Collected data

impl fmt::Display for ReplayStatus {
    fn fmt(&self, f: &mut fmt::Formatter<'_>) -> fmt::Result {
        match self {
            ReplayStatus::Started { bars_queued } => {
                write!(f, "Replay started ({} bars)", bars_queued)
            }
            ReplayStatus::Paused => write!(f, "Replay paused"),
            ReplayStatus::Resumed => write!(f, "Replay resumed"),
            ReplayStatus::SpeedChanged(speed) => write!(f, "Replay speed {}x", speed),
            ReplayStatus::BarApplied { bar, cursor_index } => write!(
                f,
                "Bar {} at {} close {}",
                cursor_index,
                bar.time.format("%Y-%m-%d %H:%M"),
                bar.close
            ),
            ReplayStatus::StopLossTriggered { position, .. } => write!(
                f,
                "Stop loss hit on {} {} at {:?}: P&L {:.2}",
                position.side, position.symbol, position.current_price, position.unrealized_pnl
            ),
            ReplayStatus::PositionClosed(position) => write!(
                f,
                "Closed {} {}: P&L {:.2}",
                position.side, position.symbol, position.unrealized_pnl
            ),
            ReplayStatus::Completed { bars_replayed } => {
                write!(f, "Replay completed ({} bars)", bars_replayed)
            }
            ReplayStatus::Stopped => write!(f, "Replay stopped"),
            ReplayStatus::Restored { bars } => write!(f, "Restored {} bars", bars),
            ReplayStatus::Error(message) => write!(f, "Replay error: {}", message),
        }
    }
}

/// Result of a single [`ReplayEngine::tick`]
#[derive(Debug, Clone, PartialEq)]
pub enum TickOutcome {
    /// The next bar was applied
    Applied(Bar),
    /// The queue was exhausted; the session has ended
    Completed,
    /// Nothing to do (paused or remote session)
    Idle,
}

pub type StatusCallback = Box<dyn Fn(&ReplayStatus) + Send + Sync>;

/// Replay engine for one chart view
///
/// # Example
///
/// ```rust,no_run
/// use market_replay::{Bar, PositionSide, ReplayEngine, Timeframe};
/// use chrono::{TimeZone, Utc};
///
/// # fn example(bars: Vec<Bar>) -> Result<(), Box<dyn std::error::Error>> {
/// let mut engine = ReplayEngine::default();
/// engine.load("GOLD", Timeframe::OneHour, bars)?;
///
/// let start = Utc.with_ymd_and_hms(2024, 3, 1, 0, 0, 0).unwrap();
/// engine.start(start, 2.0, true)?;
/// engine.open_position(PositionSide::Long, 1.0, Some(1990.0))?;
///
/// while let market_replay::TickOutcome::Applied(bar) = engine.tick()? {
///     println!("{} close {}", bar.time, bar.close);
/// }
/// println!("{:?}", engine.session_pnl());
/// # Ok(())
/// # }
/// ```
pub struct ReplayEngine {
    config: ReplayConfig,
    symbol: String,
    timeframe: Timeframe,
    /// Series as loaded, restored after every run
    original: Vec<Bar>,
    store: BarSeriesStore,
    positions: PositionTracker,
    session: Option<ReplaySession>,
    queue: Vec<Bar>,
    pnl: SessionPnl,
    /// Set once the stop loss fired in this run; re-armed by a new position
    stop_loss_fired: bool,
    restore_pending: bool,
    status_callbacks: Vec<StatusCallback>,
}

impl Default for ReplayEngine {
    fn default() -> Self {
        ReplayEngine::new(ReplayConfig::default())
    }
}
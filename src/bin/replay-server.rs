//! Market Replay Server Binary
//!
//! Run with: `cargo run --bin replay-server`

use market_replay::{run_server, DataSource, ServerConfig};
use std::path::PathBuf;
use std::time::Duration;

fn env_or<T: std::str::FromStr>(name: &str, default: T) -> T {
    std::env::var(name)
        .ok()
        .and_then(|value| value.parse::<T>().ok())
        .unwrap_or(default)
}

#[tokio::main]
async fn main() -> Result<(), Box<dyn std::error::Error>> {
    // Tracing is initialized in run_server(); RUST_LOG controls the level:
    //   RUST_LOG=debug cargo run --bin replay-server

    let host = std::env::var("HOST").unwrap_or_else(|_| "127.0.0.1".to_string());
    let port = env_or("PORT", 8000u16);
    let data_dir = std::env::var("DATA_DIR").ok().map(PathBuf::from);

    // DATABASE_PATH switches to the SQLite store; DATA_DIR then seeds it
    let data_source = match std::env::var("DATABASE_PATH") {
        Ok(path) => DataSource::Sqlite {
            path: PathBuf::from(path),
            import_dir: data_dir,
        },
        Err(_) => DataSource::Csv(data_dir.unwrap_or_else(|| PathBuf::from("data"))),
    };

    let config = ServerConfig::new(host, port, data_source)
        .with_max_sessions(env_or("MAX_SESSIONS", 10usize))
        .with_heartbeat_interval(Duration::from_secs(env_or("HEARTBEAT_SECS", 30u64)));

    println!("Starting Market Replay Server...");
    println!("   Address: http://{}:{}", config.host, config.port);
    println!("   Data: {:?}", config.data_source);
    println!();
    println!("Available endpoints:");
    println!("  GET /health                          - Health check");
    println!("  GET /commodities/symbols             - List symbols");
    println!("  GET /commodities/timeframes          - List timeframes");
    println!("  GET /commodities/:symbol             - Bars (timeframe, limit)");
    println!("  GET /commodities/:symbol/range       - Bars in a date range");
    println!("  GET /commodities/:symbol/stats       - Price statistics");
    println!("  GET /ws/:symbol                      - WebSocket replay stream");
    println!();

    run_server(config).await?;

    Ok(())
}
//! Simulated position tracking
//!
//! Holds at most one open position per symbol, recomputes unrealized P&L on
//! every price update and answers stop-loss breach queries. Subscribers are
//! notified synchronously after each committed change.

use chrono::{DateTime, Utc};
use serde::{Deserialize, Serialize};
use std::collections::HashMap;
use std::fmt;

/// Direction of a simulated position
#[derive(Debug, Clone, Copy, PartialEq, Eq, Hash, Serialize, Deserialize)]
#[serde(rename_all = "UPPERCASE")]
pub enum PositionSide {
    Long,
    Short,
}

impl fmt::Display for PositionSide {
    fn fmt(&self, f: &mut fmt::Formatter<'_>) -> fmt::Result {
        match self {
            PositionSide::Long => write!(f, "LONG"),
            PositionSide::Short => write!(f, "SHORT"),
        }
    }
}

/// Errors raised by [`PositionTracker`] operations
#[derive(Debug, Clone, PartialEq)]
pub enum PositionError {
    /// Stop loss is on the profit side of the entry price
    InvalidStopLoss {
        side: PositionSide,
        entry_price: f64,
        stop_loss: f64,
    },
    /// The symbol already has an open position
    PositionAlreadyExists(String),
    /// Size is zero, negative or not finite
    InvalidSize(f64),
    /// A price is not finite
    InvalidPrice(f64),
}

impl fmt::Display for PositionError {
    fn fmt(&self, f: &mut fmt::Formatter<'_>) -> fmt::Result {
        match self {
            PositionError::InvalidStopLoss {
                side,
                entry_price,
                stop_loss,
            } => match side {
                PositionSide::Long => write!(
                    f,
                    "Stop loss {} must be below entry price {} for a LONG position",
                    stop_loss, entry_price
                ),
                PositionSide::Short => write!(
                    f,
                    "Stop loss {} must be above entry price {} for a SHORT position",
                    stop_loss, entry_price
                ),
            },
            PositionError::PositionAlreadyExists(symbol) => {
                write!(f, "Position already exists for {}", symbol)
            }
            PositionError::InvalidSize(size) => {
                write!(f, "Position size must be positive, got {}", size)
            }
            PositionError::InvalidPrice(price) => write!(f, "Invalid price: {}", price),
        }
    }
}

impl std::error::Error for PositionError {}

/// A simulated open position
#[derive(Debug, Clone, PartialEq, Serialize, Deserialize)]
pub struct Position {
    pub symbol: String,
    pub side: PositionSide,
    pub size: f64,
    pub entry_price: f64,
    pub stop_loss: Option<f64>,
    pub current_price: Option<f64>,
    pub unrealized_pnl: f64,
    pub entry_time: DateTime<Utc>,
}

impl Position {
    /// Sets the current price and recomputes unrealized P&L.
    ///
    /// LONG: `(price - entry) * size`, SHORT: `(entry - price) * size`.
    pub fn update_pnl(&mut self, price: f64) {
        self.current_price = Some(price);
        self.unrealized_pnl = match self.side {
            PositionSide::Long => (price - self.entry_price) * self.size,
            PositionSide::Short => (self.entry_price - price) * self.size,
        };
    }

    /// True when the current price has reached the stop loss.
    ///
    /// False without a stop loss or before the first price update.
    pub fn is_stop_loss_breached(&self) -> bool {
        match (self.stop_loss, self.current_price) {
            (Some(stop_loss), Some(price)) => match self.side {
                PositionSide::Long => price <= stop_loss,
                PositionSide::Short => price >= stop_loss,
            },
            _ => false,
        }
    }
}

/// Subscriber invoked with the symbol and the new position state
/// (`None` once the position is closed).
pub type PositionCallback = Box<dyn Fn(&str, Option<&Position>) + Send + Sync>;

/// Tracks zero or one position per symbol.
#[derive(Default)]
pub struct PositionTracker {
    positions: HashMap<String, Position>,
    subscribers: Vec<PositionCallback>,
}

impl PositionTracker {
    pub fn new() -> Self {
        PositionTracker {
            positions: HashMap::new(),
            subscribers: Vec::new(),
        }
    }

    /// Registers a subscriber for position changes.
    pub fn subscribe<F>(&mut self, callback: F)
    where
        F: Fn(&str, Option<&Position>) + Send + Sync + 'static,
    {
        self.subscribers.push(Box::new(callback));
    }

    /// Opens a new position.
    ///
    /// # Errors
    /// - `InvalidSize` if `size` is not a positive finite number
    /// - `InvalidPrice` if the entry price or stop loss is not finite
    /// - `InvalidStopLoss` if the stop loss is not on the loss side of entry
    /// - `PositionAlreadyExists` if `symbol` already has a position
    pub fn open_position(
        &mut self,
        symbol: &str,
        side: PositionSide,
        size: f64,
        entry_price: f64,
        stop_loss: Option<f64>,
    ) -> Result<Position, PositionError> {
        if !size.is_finite() || size <= 0.0 {
            return Err(PositionError::InvalidSize(size));
        }
        if !entry_price.is_finite() {
            return Err(PositionError::InvalidPrice(entry_price));
        }
        if let Some(stop_loss) = stop_loss {
            if !stop_loss.is_finite() {
                return Err(PositionError::InvalidPrice(stop_loss));
            }
            let on_loss_side = match side {
                PositionSide::Long => stop_loss < entry_price,
                PositionSide::Short => stop_loss > entry_price,
            };
            if !on_loss_side {
                return Err(PositionError::InvalidStopLoss {
                    side,
                    entry_price,
                    stop_loss,
                });
            }
        }
        if self.positions.contains_key(symbol) {
            return Err(PositionError::PositionAlreadyExists(symbol.to_string()));
        }

        let position = Position {
            symbol: symbol.to_string(),
            side,
            size,
            entry_price,
            stop_loss,
            current_price: None,
            unrealized_pnl: 0.0,
            entry_time: Utc::now(),
        };

        log::info!(
            "Opened {} position on {}: size {} @ {} (stop loss {:?})",
            side,
            symbol,
            size,
            entry_price,
            stop_loss
        );

        self.positions.insert(symbol.to_string(), position.clone());
        self.notify(symbol);
        Ok(position)
    }

    /// Updates the market price for `symbol`. No-op without a position.
    pub fn update_current_price(&mut self, symbol: &str, price: f64) {
        let Some(position) = self.positions.get_mut(symbol) else {
            return;
        };
        position.update_pnl(price);
        self.notify(symbol);
    }

    /// Moves the stop loss. No-op without a position.
    ///
    /// Unlike [`open_position`](Self::open_position) no side check is made:
    /// a stop can be trailed past entry once the trade is in profit.
    pub fn update_stop_loss(&mut self, symbol: &str, stop_loss: Option<f64>) {
        let Some(position) = self.positions.get_mut(symbol) else {
            return;
        };
        position.stop_loss = stop_loss;
        log::debug!("Stop loss for {} set to {:?}", symbol, stop_loss);
        self.notify(symbol);
    }

    /// Removes and returns the position for `symbol`, if any.
    pub fn close_position(&mut self, symbol: &str) -> Option<Position> {
        let closed = self.positions.remove(symbol)?;
        log::info!(
            "Closed {} position on {} with P&L {:.2}",
            closed.side,
            symbol,
            closed.unrealized_pnl
        );
        self.notify(symbol);
        Some(closed)
    }

    /// Whether the position for `symbol` has hit its stop loss.
    pub fn is_stop_loss_breached(&self, symbol: &str) -> bool {
        self.positions
            .get(symbol)
            .map(Position::is_stop_loss_breached)
            .unwrap_or(false)
    }

    pub fn get_position(&self, symbol: &str) -> Option<&Position> {
        self.positions.get(symbol)
    }

    pub fn has_position(&self, symbol: &str) -> bool {
        self.positions.contains_key(symbol)
    }

    fn notify(&self, symbol: &str) {
        let position = self.positions.get(symbol);
        for subscriber in &self.subscribers {
            subscriber(symbol, position);
        }
    }
}

impl fmt::Debug for PositionTracker {
    fn fmt(&self, f: &mut fmt::Formatter<'_>) -> fmt::Result {
        f.debug_struct("PositionTracker")
            .field("positions", &self.positions)
            .field("subscribers", &self.subscribers.len())
            .finish()
    }
}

TASK REQUIREMENTS = Copy each line of the preceding data that contains the string "check".

OUTPUT =
    println!("  GET /health                          - Health check");
    /// Unlike [`open_position`](Self::open_position) no side check is made:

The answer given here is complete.